Nematzadeh noted that since President Hassan Rouhani’s administration took office in 2013, it has been pushing to reverse the negative growth observed in the industrial and mining sectors, adding: “Non-oil exports are expected to hit $50 billion by the year’s end, to exceed the value of imports.”

“The ministry of industry, mine, and trade has attracted billions of dollars in domestic and foreign investments for different mining and mineral industries including iron ore, steel, aluminum and other base metals through its major holding company, Iranian Mines & Mining Industries Development & Renovation (IMIDRO),” Nematzadeh added.

An important policy pursued by IMIDRO is to explore 200,000 square kilometers of the country’s soil through aerial survey operations to detect minerals in the depths of 500 to 750 meters. The project is run jointly by the ministry of industry, mine and trade, IMIDRO, and the Geological Survey of Iran. In addition, an area of about 100,000 square kilometers, is assigned to the Atomic Energy Organization of Iran to explore for minerals required for its peaceful nuclear projects.

The aerial survey operations will be conducted by a foreign company using helicopters and special aircraft. At the end of the survey operation, the data will be made available to the investors in the mining sector.

According to the minister, the steel production chain is scheduled to be regulated by the end of March 2016 in order to achieve the objectives outlined in the National Vision Plan for year 2025.
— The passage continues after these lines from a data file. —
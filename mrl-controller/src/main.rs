use anyhow::Result;
use clap::Parser;
use tracing::info;

use mrl_controller::args::Args;
use mrl_controller::Controller;

#[tokio::main]
async fn main() -> Result<()> {
    tracing_subscriber::fmt::init();

    let args = Args::parse();
    let config = args.job_config()?;
    let mut controller = Controller::new(config, args.settings());

    let summary = controller.run().await?;
    info!(
        inputs = summary.input_files,
        words = summary.words,
        total = summary.total,
        "wrote {}",
        summary.output.display()
    );

    Ok(())
}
Based on the 20-year National Vision Plan, Iran should reach an annual production capacity of 55 million metric tons of steel by year 2025, while the current production barely reaches 18 million tons per year. The plan also states that the production of iron ore concentrate should increase to 66 million tons from the current 24 million tons.

Despite the enthusiasm shown by the mining officials, achieving the ambitious targets is faced with major obstacles, one of which is insufficient funding in the mining sector, according to Mehdi Karbasian, the deputy minister of industry, mine and trade and head of IMIDRO.
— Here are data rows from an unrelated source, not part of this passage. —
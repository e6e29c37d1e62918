//! Waiting for workers to finish, observed through their completion markers.

use std::path::PathBuf;
use std::time::Duration;

use async_trait::async_trait;
use common::{storage, JobError};
use tokio::time::{sleep, Instant};
use tracing::{debug, info, warn};

/// Poll interval used when none is configured.
pub const DEFAULT_POLL_INTERVAL: Duration = Duration::from_millis(200);

/// Blocks until a set of completion markers exists.
#[async_trait]
pub trait CompletionBarrier: Send + Sync {
    /// Return once every path in `markers` exists, or fail with
    /// [`JobError::Timeout`] after `limit`.
    async fn await_completion(
        &self,
        stage: &str,
        markers: &[PathBuf],
        limit: Duration,
    ) -> Result<(), JobError>;
}

/// Checks the filesystem at a fixed interval.
#[derive(Debug, Clone, Copy)]
pub struct PollingBarrier {
    pub interval: Duration,
}

impl Default for PollingBarrier {
    fn default() -> Self {
        Self {
            interval: DEFAULT_POLL_INTERVAL,
        }
    }
}

#[async_trait]
impl CompletionBarrier for PollingBarrier {
    async fn await_completion(
        &self,
        stage: &str,
        markers: &[PathBuf],
        limit: Duration,
    ) -> Result<(), JobError> {
        let started = Instant::now();
        let deadline = started + limit;

        loop {
            let missing: Vec<&PathBuf> = markers.iter().filter(|m| !storage::exists(m)).collect();
            if missing.is_empty() {
                info!(stage, markers = markers.len(), waited = ?started.elapsed(), "barrier passed");
                return Ok(());
            }

            let now = Instant::now();
            if now >= deadline {
                warn!(
                    stage,
                    missing = missing.len(),
                    first_missing = %missing[0].display(),
                    "barrier timed out"
                );
                return Err(JobError::Timeout {
                    stage: stage.to_string(),
                    waited: limit,
                });
            }

            debug!(stage, missing = missing.len(), "waiting for completion markers");
            sleep(self.interval.min(deadline - now)).await;
        }
    }
}

#[cfg(test)]
mod tests {
    use super::*;

    fn barrier() -> PollingBarrier {
        PollingBarrier {
            interval: Duration::from_millis(10),
        }
    }

    #[tokio::test]
    async fn passes_immediately_when_markers_exist() {
        let dir = tempfile::tempdir().unwrap();
        let marker = dir.path().join("SUCCESS_r0");
        storage::touch(&marker).unwrap();

        barrier()
            .await_completion("reducers", &[marker], Duration::ZERO)
            .await
            .unwrap();
    }

    #[tokio::test]
    async fn passes_once_late_marker_appears() {
        let dir = tempfile::tempdir().unwrap();
        let early = dir.path().join("SUCCESS_r0");
        let late = dir.path().join("SUCCESS_r1");
        storage::touch(&early).unwrap();

        let writer = {
            let late = late.clone();
            tokio::spawn(async move {
                sleep(Duration::from_millis(50)).await;
                storage::touch(&late).unwrap();
            })
        };

        barrier()
            .await_completion("reducers", &[early, late], Duration::from_secs(5))
            .await
            .unwrap();
        writer.await.unwrap();
    }

    #[tokio::test]
    async fn expires_with_timeout_error() {
        let dir = tempfile::tempdir().unwrap();
        let never = dir.path().join("SUCCESS_m3");

        let err = barrier()
            .await_completion("mappers", &[never], Duration::from_millis(50))
            .await
            .unwrap_err();

        assert!(matches!(err, JobError::Timeout { ref stage, .. } if stage == "mappers"), "{err}");
    }

    #[tokio::test]
    async fn empty_marker_set_passes() {
        barrier()
            .await_completion("nothing", &[], Duration::ZERO)
            .await
            .unwrap();
    }
}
“Out of the 240 trillion rials ($8.74 billion based on official exchange rate) required for the mining projects, around 200 trillion rial ($7.4 billion) has been provided by the private sector,” said Karbasian.

The deputy minister also said that IMIDRO has been eyeing foreign investments, “especially since western sanctions imposed against Iran were partially lifted.”

Another threat to the Iranian mining companies, especially the private sector, is the low tariffs on import of steel and steel products. The concern has often been echoed by the mining companies who believe the administration should levy much higher tariffs on steel imports to protect domestic steelmakers.

Mine extracting companies also have their own concerns. For example, a recent decision by the government to charge mines 30% in royalties drew wide criticism. IMIDRO is currently involved in a legal dispute with two of the country’s major iron ore mines, Golegohar in the southeastern Kerman province as well as Chadormalu in the central Yazd province over mine royalties.